# Possum Thief!



## NZKiwi (Nov 11, 2014)

A while back I went on a course with the reserves and we were just going through our drill for a couple of nights just firing blanks at each other. So the armory tent is in the middle of patch where we slept. And during the night we heard the armorer screaming his ass off and we discovered that someone or thing has went through the equipment during the night since everything was knocked over and such. Nothing was taken (especially the styers) but one magazine was missing... Worried us a bit since 30 round mags are very hard for civilians to own here in NZ. So we went on a tiny search. Later we discovered a possum with the mag stuck in its jaw. It eventually fell out after we chase it for hours. Possums get cheek during the night :shock:


----------



## Moonshinedave (Mar 28, 2013)

A Dingo stole your Possum?


----------



## graynomad (Nov 21, 2014)

I love possums, we have them living all over the place








Mum and bub on the cab roof of my truck, how cute is that?

Sometimes when I'm standing outside at night and I feel two cold "hands" on the back of my leg, I look down and see a possum staring back at me, looking for a feed.


----------



## Mule13 (Dec 30, 2012)

that isnt what we call a possum here 
about 2 weeks ago i came home and my dogs ran out to the chciken coop and were going crazy.
i open the door and there stood an opossum, i shot him with a 22 LR the chickens didnt even jump or anything when i fired the shot


----------



## Camel923 (Aug 13, 2014)

The biggest problem I have ever had with possums is getting them out of my trap line. After a week or two I would accomplish that.


----------



## NZKiwi (Nov 11, 2014)

Moonshinedave said:


> A Dingo stole your Possum?


But what stole the dingo?


----------



## pheniox17 (Dec 12, 2013)

The only thing I miss about new Zealand... We can shoot those mofos!!


----------



## thepeartree (Aug 25, 2014)

I have one name for possums- Target.


----------



## graynomad (Nov 21, 2014)

We obviously have vastly different experiences with them, our don't do any harm and only make the occasional racket on the roof


----------



## thepeartree (Aug 25, 2014)

Maybe they're a lot better behaved down under. Ours will steal every bit of pet food left out. Only enjoyment is that they are a lot easier to deal with than raccoons.

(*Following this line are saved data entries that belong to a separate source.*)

/// Best catalogue match for a product named in free text: an exact name
/// substring wins, otherwise the product sharing the most name words (at
/// least two).
pub fn match_product<'a>(text: &str, products: &'a [Product]) -> Option<&'a Product> {
    let normalized = normalize_text(text);
    if let Some(product) =
        products.iter().find(|product| normalized.contains(&normalize_text(&product.name)))
    {
        return Some(product);
    }

    let tokens = tokenize(&normalized);
    products
        .iter()
        .map(|product| {
            let overlap = tokenize(&normalize_text(&product.name))
                .iter()
                .filter(|word| word.len() > 2 && tokens.contains(word))
                .count();
            (product, overlap)
        })
        .filter(|(_, overlap)| *overlap >= 2)
        .max_by_key(|(_, overlap)| *overlap)
        .map(|(product, _)| product)
}

fn normalize_text(text: &str) -> String {
    text.to_lowercase()
}

/// Splits on anything but ASCII alphanumerics and `.`; commas between digits
/// are dropped so `5,000` stays one token.
fn tokenize(text: &str) -> Vec<String> {
    let chars: Vec<char> = text.chars().collect();
    let mut sanitized = String::with_capacity(text.len());
    for (index, &character) in chars.iter().enumerate() {
        let between_digits = index > 0
            && chars[index - 1].is_ascii_digit()
            && chars.get(index + 1).is_some_and(char::is_ascii_digit);
        if character.is_ascii_alphanumeric() || character == '.' {
            sanitized.push(character);
        } else if character == ',' && between_digits {
            continue;
        } else {
            sanitized.push(' ');
        }
    }
    sanitized
        .split_whitespace()
        .map(|token| token.trim_matches('.').to_string())
        .filter(|token| !token.is_empty())
        .collect()
}

#[cfg(test)]
mod tests {
    use rust_decimal::Decimal;

    use super::{
        extract_order_id, extract_quantity, extract_skus, match_product, parse_cart_command,
        CartCommand, KeywordIntentClassifier, PreferenceExtractor,
    };
    use shopwise_core::domain::catalog::{Category, Product};
    use shopwise_core::domain::conversation::Intent;

    #[test]
    fn classifies_common_phrases() {
        let classifier = KeywordIntentClassifier::new();
        let cases = [
            ("Hello there", Intent::Greeting),
            ("good morning!", Intent::Greeting),
            ("Show me running shoes", Intent::Browsing),
            ("Is ELE1069 in stock?", Intent::ProductInquiry),
            ("which sizes are available", Intent::ProductInquiry),
            ("what's in my cart", Intent::CartManagement),
            ("apply coupon FLAT500", Intent::Checkout),
            ("any discount on this?", Intent::Checkout),
            ("I'm ready to checkout", Intent::Checkout),
            ("track my order", Intent::Support),
            ("I want a refund", Intent::Support),
            ("thanks, bye", Intent::End),
            ("something for my brother", Intent::Browsing),
        ];
        for (text, expected) in cases {
            assert_eq!(classifier.classify(text), expected, "text: {text}");
        }
    }

    #[test]
    fn coupon_and_stock_words_take_priority() {
        let classifier = KeywordIntentClassifier::new();
        assert_eq!(classifier.classify("hi, is there a discount on stock items"), Intent::Checkout);
        assert_eq!(classifier.classify("hey, is my cart item available"), Intent::ProductInquiry);
        assert_eq!(classifier.classify("this is the chip I wanted"), Intent::Browsing);
    }

    #[test]
    fn extracts_categories_price_and_rating() {
        let prefs = PreferenceExtractor::new()
            .extract("Need running shoes and a watch under ₹5,000 with rating above 4.5");

        assert_eq!(prefs.favorite_categories, vec![Category::Footwear, Category::Accessories]);
        assert_eq!(prefs.max_price, Some(Decimal::new(5_000, 0)));
        assert_eq!(prefs.min_rating, Some(4.5));
        assert!(prefs.keywords.contains(&"running".to_string()));
        assert!(!prefs.keywords.contains(&"shoes".to_string()));
    }

    #[test]
    fn price_caps_accept_shorthand_and_phrases() {
        let extractor = PreferenceExtractor::new();
        assert_eq!(extractor.extract("phones below rs 3k").max_price, Some(Decimal::new(3_000, 0)));
        assert_eq!(
            extractor.extract("jeans for less than 1499.50").max_price,
            Some(Decimal::new(149_950, 2))
        );
        assert_eq!(extractor.extract("4 stars or more").min_rating, Some(4.0));
        assert_eq!(extractor.extract("rated 9 out of 10").min_rating, None);
        let open = extractor.extract("surprise me");
        assert_eq!(open.max_price, None);
        assert!(open.favorite_categories.is_empty());
    }

    #[test]
    fn finds_skus_and_order_ids() {
        assert_eq!(
            extract_skus("compare ele1069 with FOO1000, and ele1069 again"),
            vec!["ELE1069".to_string(), "FOO1000".to_string()]
        );
        assert!(extract_skus("order 12345 please").is_empty());
        assert_eq!(
            extract_order_id("where is ord20260301a1b2c3?").as_deref(),
            Some("ORD20260301A1B2C3")
        );
        assert_eq!(extract_order_id("my order please"), None);
    }

    #[test]
    fn parses_quantities_and_cart_commands() {
        assert_eq!(extract_quantity("add 2 FOO1000 to my cart"), Some(2));
        assert_eq!(extract_quantity("qty 3"), Some(3));
        assert_eq!(extract_quantity("make it x4"), Some(4));
        assert_eq!(extract_quantity("add FOO1000"), None);

        assert_eq!(
            parse_cart_command("Add 2 foo1000 to cart"),
            CartCommand::Add { sku: Some("FOO1000".to_string()), quantity: 2 }
        );
        assert_eq!(
            parse_cart_command("remove ELE1069 from my cart"),
            CartCommand::Remove { sku: Some("ELE1069".to_string()), quantity: None }
        );
        assert_eq!(parse_cart_command("empty my cart"), CartCommand::Clear);
        assert_eq!(parse_cart_command("show my cart"), CartCommand::View);
    }

    fn product(sku: &str, name: &str) -> Product {
        Product {
            sku: sku.to_string(),
            name: name.to_string(),
            category: Category::Footwear,
            brand: "Nike".to_string(),
            description: String::new(),
            price: Decimal::new(2_999, 0),
            original_price: None,
            discount_percentage: None,
            rating: 4.2,
            reviews_count: 10,
            is_featured: false,
            is_available: true,
            tags: Vec::new(),
            image_url: String::new(),
        }
    }

    #[test]
    fn product_names_match_by_substring_or_overlap() {
        let products =
            vec![product("FOO1000", "Nike Running Shoes"), product("FOO1001", "Puma Casual Sneakers")];

        assert_eq!(
            match_product("add the nike running shoes to cart", &products).map(|p| p.sku.as_str()),
            Some("FOO1000")
        );
        assert_eq!(
            match_product("I'll take the casual puma pair", &products).map(|p| p.sku.as_str()),
            Some("FOO1001")
        );
        assert_eq!(match_product("add it", &products), None);
    }
}
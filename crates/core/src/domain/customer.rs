use chrono::{DateTime, NaiveDate, Utc};
use rust_decimal::Decimal;
use serde::{Deserialize, Serialize};

use crate::domain::catalog::Category;

#[derive(Clone, Debug, PartialEq, Eq, Hash, Serialize, Deserialize)]
pub struct CustomerId(pub String);

impl CustomerId {
    pub fn as_str(&self) -> &str {
        &self.0
    }
}

#[derive(Clone, Debug, Default, PartialEq, Eq, Serialize, Deserialize)]
pub struct Address {
    pub street: String,
    pub city: String,
    pub state: String,
    pub pincode: String,
}

#[derive(Clone, Debug, PartialEq, Serialize, Deserialize)]
pub struct CustomerProfile {
    pub customer_id: CustomerId,
    pub name: String,
    pub email: String,
    pub phone: String,
    pub loyalty_points: u32,
    pub total_orders: u32,
    pub total_spent: Decimal,
    pub birthday: Option<NaiveDate>,
    pub favorite_categories: Vec<Category>,
    pub address: Option<Address>,
    pub created_at: DateTime<Utc>,
}

impl CustomerProfile {
    pub fn city(&self) -> Option<&str> {
        self.address.as_ref().map(|address| address.city.as_str())
    }

    /// First name used in greetings.
    pub fn first_name(&self) -> &str {
        self.name.split_whitespace().next().unwrap_or(&self.name)
    }
}

/// One line of a past purchase, used by collaborative recommendations.
#[derive(Clone, Debug, PartialEq, Serialize, Deserialize)]
pub struct PurchaseRecord {
    pub customer_id: CustomerId,
    pub order_id: String,
    pub sku: String,
    pub product_name: String,
    pub category: Category,
    pub brand: String,
    pub quantity: u32,
    pub price: Decimal,
    pub order_date: DateTime<Utc>,
}
//! HTTP and WebSocket front end for the shopwise sales agent.

pub mod bootstrap;
pub mod health;
pub mod routes;

pub use bootstrap::{bootstrap, bootstrap_with_config, Application, BootstrapError};
pub use routes::{router, AppState};
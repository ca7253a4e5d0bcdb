use std::fmt;
use std::str::FromStr;

use chrono::{DateTime, Utc};
use rust_decimal::Decimal;
use serde::{Deserialize, Serialize};

use crate::errors::DomainError;

#[derive(Clone, Copy, Debug, PartialEq, Eq, Hash, PartialOrd, Ord, Serialize, Deserialize)]
pub enum LoyaltyTier {
    Bronze,
    Silver,
    Gold,
    Platinum,
}

impl LoyaltyTier {
    pub const ALL: [LoyaltyTier; 4] =
        [LoyaltyTier::Bronze, LoyaltyTier::Silver, LoyaltyTier::Gold, LoyaltyTier::Platinum];

    pub fn as_str(self) -> &'static str {
        match self {
            Self::Bronze => "Bronze",
            Self::Silver => "Silver",
            Self::Gold => "Gold",
            Self::Platinum => "Platinum",
        }
    }

    pub fn min_points(self) -> u32 {
        match self {
            Self::Bronze => 0,
            Self::Silver => 1_000,
            Self::Gold => 5_000,
            Self::Platinum => 15_000,
        }
    }

    /// Tier-wide discount percentage applied before promo codes.
    pub fn discount_pct(self) -> Decimal {
        match self {
            Self::Bronze => Decimal::ZERO,
            Self::Silver => Decimal::new(5, 0),
            Self::Gold => Decimal::new(10, 0),
            Self::Platinum => Decimal::new(15, 0),
        }
    }

    /// Ordinal used to gate coupons (`min_tier_required`).
    pub fn level(self) -> u8 {
        match self {
            Self::Bronze => 0,
            Self::Silver => 1,
            Self::Gold => 2,
            Self::Platinum => 3,
        }
    }

    pub fn for_points(points: u32) -> Self {
        Self::ALL.into_iter().rev().find(|tier| points >= tier.min_points()).unwrap_or(Self::Bronze)
    }

    pub fn next(self) -> Option<Self> {
        match self {
            Self::Bronze => Some(Self::Silver),
            Self::Silver => Some(Self::Gold),
            Self::Gold => Some(Self::Platinum),
            Self::Platinum => None,
        }
    }

    pub fn benefits(self) -> &'static [&'static str] {
        match self {
            Self::Bronze => &["Earn 1 point per ₹1 spent", "Access to sales"],
            Self::Silver => &[
                "5% discount on all purchases",
                "Free shipping on orders above ₹499",
                "Early access to sales",
            ],
            Self::Gold => &[
                "10% discount on all purchases",
                "Free shipping on all orders",
                "Priority customer support",
                "Birthday gift worth ₹1000",
            ],
            Self::Platinum => &[
                "15% discount on all purchases",
                "Earn 1.5 points per ₹1 spent",
                "Free express shipping",
                "24/7 priority support",
            ],
        }
    }

    /// Birthday-month voucher value; zero means no gift.
    pub fn birthday_gift(self) -> Decimal {
        match self {
            Self::Bronze => Decimal::ZERO,
            Self::Silver => Decimal::new(500, 0),
            Self::Gold => Decimal::new(1_000, 0),
            Self::Platinum => Decimal::new(2_000, 0),
        }
    }
}

impl fmt::Display for LoyaltyTier {
    fn fmt(&self, f: &mut fmt::Formatter<'_>) -> fmt::Result {
        f.write_str(self.as_str())
    }
}

impl FromStr for LoyaltyTier {
    type Err = DomainError;

    fn from_str(value: &str) -> Result<Self, Self::Err> {
        match value.trim().to_ascii_lowercase().as_str() {
            "bronze" => Ok(Self::Bronze),
            "silver" => Ok(Self::Silver),
            "gold" => Ok(Self::Gold),
            "platinum" => Ok(Self::Platinum),
            _ => Err(DomainError::UnknownValue { kind: "loyalty tier", value: value.to_string() }),
        }
    }
}

#[derive(Clone, Copy, Debug, PartialEq, Eq, Serialize, Deserialize)]
#[serde(rename_all = "snake_case")]
pub enum DiscountType {
    Percentage,
    Flat,
}

impl DiscountType {
    pub fn as_str(self) -> &'static str {
        match self {
            Self::Percentage => "percentage",
            Self::Flat => "flat",
        }
    }
}

#[derive(Clone, Debug, PartialEq, Serialize, Deserialize)]
pub struct Coupon {
    pub code: String,
    pub description: String,
    pub discount_type: DiscountType,
    pub discount_value: Decimal,
    pub max_discount: Option<Decimal>,
    pub min_purchase: Decimal,
    pub min_tier_required: u8,
    pub valid_from: DateTime<Utc>,
    pub valid_until: DateTime<Utc>,
    pub active: bool,
}

impl Coupon {
    /// Discount this coupon would give on `amount`, ignoring eligibility.
    pub fn discount_on(&self, amount: Decimal) -> Decimal {
        match self.discount_type {
            DiscountType::Percentage => {
                let raw = amount * self.discount_value / Decimal::ONE_HUNDRED;
                match self.max_discount {
                    Some(cap) => raw.min(cap),
                    None => raw,
                }
            }
            DiscountType::Flat => self.discount_value.min(amount),
        }
    }

    pub fn is_current(&self, now: DateTime<Utc>) -> bool {
        self.valid_from <= now && now <= self.valid_until
    }
}
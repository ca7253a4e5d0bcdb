//! Conversation orchestration: one user turn in, one assistant turn out.
//!
//! Each turn loads the session's [`ConversationState`], classifies the
//! message, dispatches to exactly one node of a fixed routing table and stores
//! the updated state. Nodes never fail the turn: a node error is logged and
//! replaced by that node's fallback reply.

use std::collections::HashMap;
use std::sync::Arc;

use chrono::{DateTime, Duration, Utc};
use rust_decimal::Decimal;
use serde::{Deserialize, Serialize};
use serde_json::{json, Value};
use tokio::sync::Mutex;
use tracing::{debug, info, warn};
use uuid::Uuid;

use shopwise_core::commerce::checkout::CheckoutSummary;
use shopwise_core::commerce::loyalty::{format_inr, format_inr_whole};
use shopwise_core::commerce::recommend::Preferences;
use shopwise_core::config::AgentConfig;
use shopwise_core::domain::catalog::{Product, ProductQuery};
use shopwise_core::domain::conversation::{
    CartItem, Channel, ChatMessage, ChatRole, ConversationState, Intent, StoredMessage,
};
use shopwise_core::domain::customer::{CustomerId, CustomerProfile};
use shopwise_core::domain::loyalty::{Coupon, DiscountType};
use shopwise_core::domain::order::OrderId;
use shopwise_db::Storage;

use crate::errors::AgentError;
use crate::intent::{
    extract_order_id, extract_quantity, extract_skus, match_product, mentioned_categories_in,
    parse_cart_command, CartCommand, KeywordIntentClassifier, PreferenceExtractor,
};
use crate::llm::{complete_json, LlmClient, LlmRequest};
use crate::prompts::PromptLibrary;
use crate::specialists::fulfillment::{self, AddressArgs, CartLine, CreateOrderArgs, FulfillmentTools};
use crate::specialists::inventory::{self, AvailabilityArgs, InventoryTools};
use crate::specialists::loyalty::{self, CheckoutArgs, LoyaltyTools};
use crate::specialists::payment::{self, PaymentOutcomeSource, PaymentTools, RandomOutcome};
use crate::specialists::post_purchase::{self, PostPurchaseTools};
use crate::specialists::recommendation::{
    self, products_from_output, PreferenceArgs, RecommendArgs, RecommendationTools,
};
use crate::specialists::SpecialistAgent;
use crate::tools::ToolRegistry;

const GUEST: &str = "guest";
const TABLE_ROWS: usize = 10;
const DEFAULT_SESSION_IDLE_HOURS: i64 = 24;

const RECOMMEND_FALLBACK: &str =
    "I'm having trouble finding products. Could you tell me what you're looking for?";
const INVENTORY_FALLBACK: &str = "I can help check stock! Provide a SKU or category.";
const CART_FALLBACK: &str = "I couldn't update your cart just now. Please try again.";
const PAYMENT_FALLBACK: &str = "Ready for checkout! Confirm your cart and payment method.";
const FULFILL_FALLBACK: &str = "Order created! You'll receive confirmation soon.";
const SUPPORT_FALLBACK: &str =
    "I can help with order tracking, returns and support tickets. Could you share your order ID?";
const FAREWELL: &str = "Thank you for shopping! 😊 I'm always here if you need anything.";
const EMPTY_CART: &str = "Your cart is empty. Let me help you find something!";
const EMPTY_CART_CHECKOUT: &str =
    "Your cart is empty, so there's nothing to check out yet. Tell me what you're looking for!";
const PAYMENT_METHODS: &str = "**💳 Payment Methods:**\n• Credit/Debit Card\n• UPI\n• Net Banking\n• Cash on Delivery\n\nWhich would you prefer?";

/// One incoming chat message.
#[derive(Clone, Debug, Default, Deserialize)]
pub struct ChatInput {
    pub message: String,
    #[serde(default)]
    pub session_id: Option<String>,
    #[serde(default)]
    pub customer_id: Option<String>,
    #[serde(default)]
    pub channel: Channel,
}

impl ChatInput {
    pub fn new(message: impl Into<String>) -> Self {
        Self { message: message.into(), ..Self::default() }
    }

    pub fn in_session(mut self, session_id: impl Into<String>) -> Self {
        self.session_id = Some(session_id.into());
        self
    }

    pub fn for_customer(mut self, customer_id: impl Into<String>) -> Self {
        self.customer_id = Some(customer_id.into());
        self
    }
}

#[derive(Clone, Debug, PartialEq, Serialize)]
pub struct CartUpdate {
    pub items: Vec<CartItem>,
    pub total: Decimal,
}

/// The assistant's side of a turn.
#[derive(Clone, Debug, Serialize)]
pub struct ChatTurn {
    pub response: String,
    pub session_id: String,
    pub intent: Intent,
    pub suggestions: Vec<String>,
    /// Products surfaced by this turn, if any.
    #[serde(skip_serializing_if = "Option::is_none")]
    pub products: Option<Vec<Product>>,
    #[serde(skip_serializing_if = "Option::is_none")]
    pub cart_update: Option<CartUpdate>,
    pub available_coupons: Vec<Coupon>,
}

/// Session states kept in process memory, keyed by session id.
///
/// Sessions idle for longer than the idle window are dropped on the next
/// save. A turn loads, mutates and saves its state without holding the lock,
/// so two overlapping turns on one session (HTTP and WebSocket) keep only the
/// later save.
pub struct InMemoryCheckpointer {
    sessions: Mutex<HashMap<String, ConversationState>>,
    idle_ttl: Duration,
}

impl Default for InMemoryCheckpointer {
    fn default() -> Self {
        Self::with_idle_ttl(Duration::hours(DEFAULT_SESSION_IDLE_HOURS))
    }
}

impl InMemoryCheckpointer {
    pub fn with_idle_ttl(idle_ttl: Duration) -> Self {
        Self { sessions: Mutex::new(HashMap::new()), idle_ttl }
    }

    pub async fn load(&self, session_id: &str) -> Option<ConversationState> {
        self.sessions.lock().await.get(session_id).cloned()
    }

    pub async fn save(&self, state: ConversationState) {
        let mut sessions = self.sessions.lock().await;
        let evicted = evict_idle(&mut sessions, Utc::now() - self.idle_ttl);
        if evicted > 0 {
            debug!(event_name = "agent.checkpointer.evicted", evicted, "dropped idle sessions");
        }
        sessions.insert(state.session_id.clone(), state);
    }

    /// Drops sessions last updated before `now - idle_ttl`.
    pub async fn evict_idle(&self, now: DateTime<Utc>) -> usize {
        evict_idle(&mut *self.sessions.lock().await, now - self.idle_ttl)
    }

    pub async fn len(&self) -> usize {
        self.sessions.lock().await.len()
    }

    pub async fn is_empty(&self) -> bool {
        self.sessions.lock().await.is_empty()
    }
}

fn evict_idle(sessions: &mut HashMap<String, ConversationState>, cutoff: DateTime<Utc>) -> usize {
    let before = sessions.len();
    sessions.retain(|_, state| state.updated_at >= cutoff);
    before - sessions.len()
}

pub struct Specialists {
    pub inventory: SpecialistAgent,
    pub payment: SpecialistAgent,
    pub loyalty: SpecialistAgent,
    pub fulfillment: SpecialistAgent,
    pub post_purchase: SpecialistAgent,
    pub recommendation: SpecialistAgent,
}

impl Specialists {
    pub fn all(&self) -> [&SpecialistAgent; 6] {
        [
            &self.inventory,
            &self.payment,
            &self.loyalty,
            &self.fulfillment,
            &self.post_purchase,
            &self.recommendation,
        ]
    }
}

/// Deterministic tool contexts the nodes call directly when the model is
/// unavailable.
struct ToolContexts {
    inventory: Arc<InventoryTools>,
    loyalty: Arc<LoyaltyTools>,
    fulfillment: Arc<FulfillmentTools>,
    post_purchase: Arc<PostPurchaseTools>,
    recommendation: Arc<RecommendationTools>,
}

struct NodeOutput {
    reply: String,
    products: Vec<Product>,
}

impl NodeOutput {
    fn text(reply: impl Into<String>) -> Self {
        Self { reply: reply.into(), products: Vec::new() }
    }
}

pub struct SalesOrchestrator {
    storage: Storage,
    llm: Arc<dyn LlmClient>,
    prompts: Arc<PromptLibrary>,
    settings: AgentConfig,
    classifier: KeywordIntentClassifier,
    extractor: PreferenceExtractor,
    specialists: Specialists,
    tools: ToolContexts,
    sessions: InMemoryCheckpointer,
}
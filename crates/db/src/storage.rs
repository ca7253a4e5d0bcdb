use std::sync::Arc;

use crate::repositories::{
    CatalogRepository, ChatHistoryRepository, CouponRepository, CustomerRepository,
    InMemoryCatalogRepository, InMemoryChatHistoryRepository, InMemoryCouponRepository,
    InMemoryCustomerRepository, InMemoryInventoryRepository, InMemoryOrderRepository,
    InMemorySupportRepository, InMemoryTransactionRepository, InventoryRepository,
    OrderRepository, RepositoryError, SqlCatalogRepository, SqlChatHistoryRepository,
    SqlCouponRepository, SqlCustomerRepository, SqlInventoryRepository, SqlOrderRepository,
    SqlSupportRepository, SqlTransactionRepository, SupportRepository, TransactionRepository,
};
use crate::DbPool;

#[derive(Clone)]
enum Backend {
    Memory,
    Sql(DbPool),
}

/// Every repository the application needs, backed either by SQLite or by
/// process memory.
#[derive(Clone)]
pub struct Storage {
    pub catalog: Arc<dyn CatalogRepository>,
    pub inventory: Arc<dyn InventoryRepository>,
    pub customers: Arc<dyn CustomerRepository>,
    pub coupons: Arc<dyn CouponRepository>,
    pub orders: Arc<dyn OrderRepository>,
    pub transactions: Arc<dyn TransactionRepository>,
    pub support: Arc<dyn SupportRepository>,
    pub chat: Arc<dyn ChatHistoryRepository>,
    backend: Backend,
}

impl Storage {
    pub fn in_memory() -> Self {
        Self {
            catalog: Arc::new(InMemoryCatalogRepository::default()),
            inventory: Arc::new(InMemoryInventoryRepository::default()),
            customers: Arc::new(InMemoryCustomerRepository::default()),
            coupons: Arc::new(InMemoryCouponRepository::default()),
            orders: Arc::new(InMemoryOrderRepository::default()),
            transactions: Arc::new(InMemoryTransactionRepository::default()),
            support: Arc::new(InMemorySupportRepository::default()),
            chat: Arc::new(InMemoryChatHistoryRepository::default()),
            backend: Backend::Memory,
        }
    }

    pub fn sql(pool: DbPool) -> Self {
        Self {
            catalog: Arc::new(SqlCatalogRepository::new(pool.clone())),
            inventory: Arc::new(SqlInventoryRepository::new(pool.clone())),
            customers: Arc::new(SqlCustomerRepository::new(pool.clone())),
            coupons: Arc::new(SqlCouponRepository::new(pool.clone())),
            orders: Arc::new(SqlOrderRepository::new(pool.clone())),
            transactions: Arc::new(SqlTransactionRepository::new(pool.clone())),
            support: Arc::new(SqlSupportRepository::new(pool.clone())),
            chat: Arc::new(SqlChatHistoryRepository::new(pool.clone())),
            backend: Backend::Sql(pool),
        }
    }

    /// True only when backed by the SQL datastore.
    pub fn is_connected(&self) -> bool {
        matches!(self.backend, Backend::Sql(_))
    }

    pub fn backend_name(&self) -> &'static str {
        match self.backend {
            Backend::Memory => "memory",
            Backend::Sql(_) => "sqlite",
        }
    }

    /// Round-trips the datastore. In-memory storage is always healthy.
    pub async fn health_check(&self) -> Result<(), RepositoryError> {
        match &self.backend {
            Backend::Memory => Ok(()),
            Backend::Sql(pool) => crate::connection::ping(pool).await.map_err(Into::into),
        }
    }
}
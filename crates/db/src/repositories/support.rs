use sqlx::Row;

use shopwise_core::domain::support::{ReturnId, ReturnRequest, SupportTicket, TicketId};

use super::{
    decode_error, enum_text, format_timestamp, from_json, to_json, RepositoryError,
    SupportRepository,
};
use crate::DbPool;

pub struct SqlSupportRepository {
    pool: DbPool,
}

impl SqlSupportRepository {
    pub fn new(pool: DbPool) -> Self {
        Self { pool }
    }
}

fn payload<T: serde::de::DeserializeOwned>(
    row: &sqlx::sqlite::SqliteRow,
) -> Result<T, RepositoryError> {
    let payload: String = row.try_get("payload_json").map_err(decode_error)?;
    from_json(&payload)
}

#[async_trait::async_trait]
impl SupportRepository for SqlSupportRepository {
    async fn save_return(&self, request: ReturnRequest) -> Result<(), RepositoryError> {
        sqlx::query(
            "INSERT INTO return_requests (id, order_id, customer_id, reason, status, payload_json,
                                          created_at, updated_at)
             VALUES (?, ?, ?, ?, ?, ?, ?, ?)
             ON CONFLICT(id) DO UPDATE SET
                 status = excluded.status,
                 payload_json = excluded.payload_json,
                 updated_at = excluded.updated_at",
        )
        .bind(&request.id.0)
        .bind(&request.order_id.0)
        .bind(&request.customer_id.0)
        .bind(request.reason.as_str())
        .bind(request.status.as_str())
        .bind(to_json(&request)?)
        .bind(format_timestamp(request.created_at))
        .bind(format_timestamp(request.updated_at))
        .execute(&self.pool)
        .await?;

        Ok(())
    }

    async fn find_return(&self, id: &ReturnId) -> Result<Option<ReturnRequest>, RepositoryError> {
        let row = sqlx::query("SELECT payload_json FROM return_requests WHERE id = ?")
            .bind(&id.0)
            .fetch_optional(&self.pool)
            .await?;

        row.as_ref().map(payload).transpose()
    }

    async fn save_ticket(&self, ticket: SupportTicket) -> Result<(), RepositoryError> {
        sqlx::query(
            "INSERT INTO support_tickets (id, customer_id, order_id, category, priority, status,
                                          payload_json, created_at, updated_at)
             VALUES (?, ?, ?, ?, ?, ?, ?, ?, ?)
             ON CONFLICT(id) DO UPDATE SET
                 priority = excluded.priority,
                 status = excluded.status,
                 payload_json = excluded.payload_json,
                 updated_at = excluded.updated_at",
        )
        .bind(&ticket.id.0)
        .bind(&ticket.customer_id.0)
        .bind(ticket.order_id.as_ref().map(|id| id.0.clone()))
        .bind(ticket.category.as_str())
        .bind(ticket.priority.as_str())
        .bind(enum_text(&ticket.status)?)
        .bind(to_json(&ticket)?)
        .bind(format_timestamp(ticket.created_at))
        .bind(format_timestamp(ticket.updated_at))
        .execute(&self.pool)
        .await?;

        Ok(())
    }

    async fn find_ticket(&self, id: &TicketId) -> Result<Option<SupportTicket>, RepositoryError> {
        let row = sqlx::query("SELECT payload_json FROM support_tickets WHERE id = ?")
            .bind(&id.0)
            .fetch_optional(&self.pool)
            .await?;

        row.as_ref().map(payload).transpose()
    }
}
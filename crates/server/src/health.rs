use axum::{extract::State, http::StatusCode, Json};
use chrono::Utc;
use serde::Serialize;
use shopwise_db::Storage;

use crate::routes::AppState;

#[derive(Clone, Debug, PartialEq, Eq, Serialize)]
pub struct HealthCheck {
    pub status: &'static str,
    pub detail: String,
}

#[derive(Clone, Debug, PartialEq, Eq, Serialize)]
pub struct HealthResponse {
    pub status: &'static str,
    pub service: HealthCheck,
    pub storage: HealthCheck,
    pub backend: &'static str,
    pub llm_provider: &'static str,
    pub checked_at: String,
}

pub async fn health(State(state): State<AppState>) -> (StatusCode, Json<HealthResponse>) {
    let storage = storage_check(&state.storage).await;
    let ready = storage.status == "ready";

    let payload = HealthResponse {
        status: if ready { "ready" } else { "degraded" },
        service: HealthCheck {
            status: "ready",
            detail: "shopwise-server runtime initialized".to_string(),
        },
        storage,
        backend: state.storage.backend_name(),
        llm_provider: state.orchestrator.llm_provider(),
        checked_at: Utc::now().to_rfc3339(),
    };

    let status_code = if ready { StatusCode::OK } else { StatusCode::SERVICE_UNAVAILABLE };
    (status_code, Json(payload))
}

async fn storage_check(storage: &Storage) -> HealthCheck {
    match storage.health_check().await {
        Ok(()) if storage.is_connected() => {
            HealthCheck { status: "ready", detail: "database query succeeded".to_string() }
        }
        Ok(()) => HealthCheck { status: "ready", detail: "in-memory storage".to_string() },
        Err(error) => {
            HealthCheck { status: "degraded", detail: format!("database query failed: {error}") }
        }
    }
}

One of them played dead on our back deck, then had the nerve to hiss at my granddaughter when she tried to push it off with her foot.


----------



## TG (Jul 28, 2014)

graynomad said:


> I love possums, we have them living all over the place
> 
> View attachment 8270
> 
> ...


I love possums and that's a very cute pic :lol:


----------



## graynomad (Nov 21, 2014)

I think they are the same here, it's just that in our case we have nothing we mind them stealing


----------



## Moonshinedave (Mar 28, 2013)

I have no grievance against possums, or most any other creature for that matter. Wife sets out food for them in the winter. Just another one of God's creatures, just trying to live out their life like the rest of us.
I've gotten very soft hearted in my old age. (some people claim headed too)

North American Opossum
View attachment 8272


----------



## graynomad (Nov 21, 2014)

Here's one for you then TorontoGaL


----------



## graynomad (Nov 21, 2014)

Nice pic Moonshinedave, yep different critters to ours eh?


----------



## TG (Jul 28, 2014)

graynomad said:


> Here's one for you then TorontoGaL
> 
> View attachment 8271


Thank you!  Yes, yours look different than ours but still ridiculously cute. They never do any harm here and once, we found a mom with 2 babies on our porch, she was passed out with babies still nursing. This little family was welcomed into our back shed for a couple of months with lots of food and water, they were very clean and left the shed in good condition.


----------



## A J (Oct 16, 2014)

Biggest issue I have with them, is that they decimate the pheasant population. They destroy all the nests. And they are a major carrier of Rabies in this area.

AJ


----------



## RNprepper (Apr 5, 2014)

The cute tree possums of the South Pacific are a lot different from the nasty ones in the US.
https://encrypted-tbn1.gstatic.com/...oofzrLxAX9HW9Ksbc_bi9H-TFAo3paJ2_LjGlHaJoBI9-

Horse owners hate them. They transmit EPM (equine protozoal myeloencephalitis) through feed that is contaminated by opossum feces. And then there is rabies.


----------



## Arklatex (May 24, 2014)

They aren't very cute when they get trapped in a garbage can. Think loony toons: Tasmanian Devil.


----------



## NZKiwi (Nov 11, 2014)

thepeartree said:


> Maybe they're a lot better behaved down under. Ours will steal every bit of pet food left out. Only enjoyment is that they are a lot easier to deal with than raccoons. One of them played dead on our back deck, then had the nerve to hiss at my granddaughter when she tried to push it off with her foot.


Woah... :shock:


----------



## Rob Roy (Nov 6, 2013)

graynomad said:


> Nice pic Moonshinedave, yep different critters to ours eh?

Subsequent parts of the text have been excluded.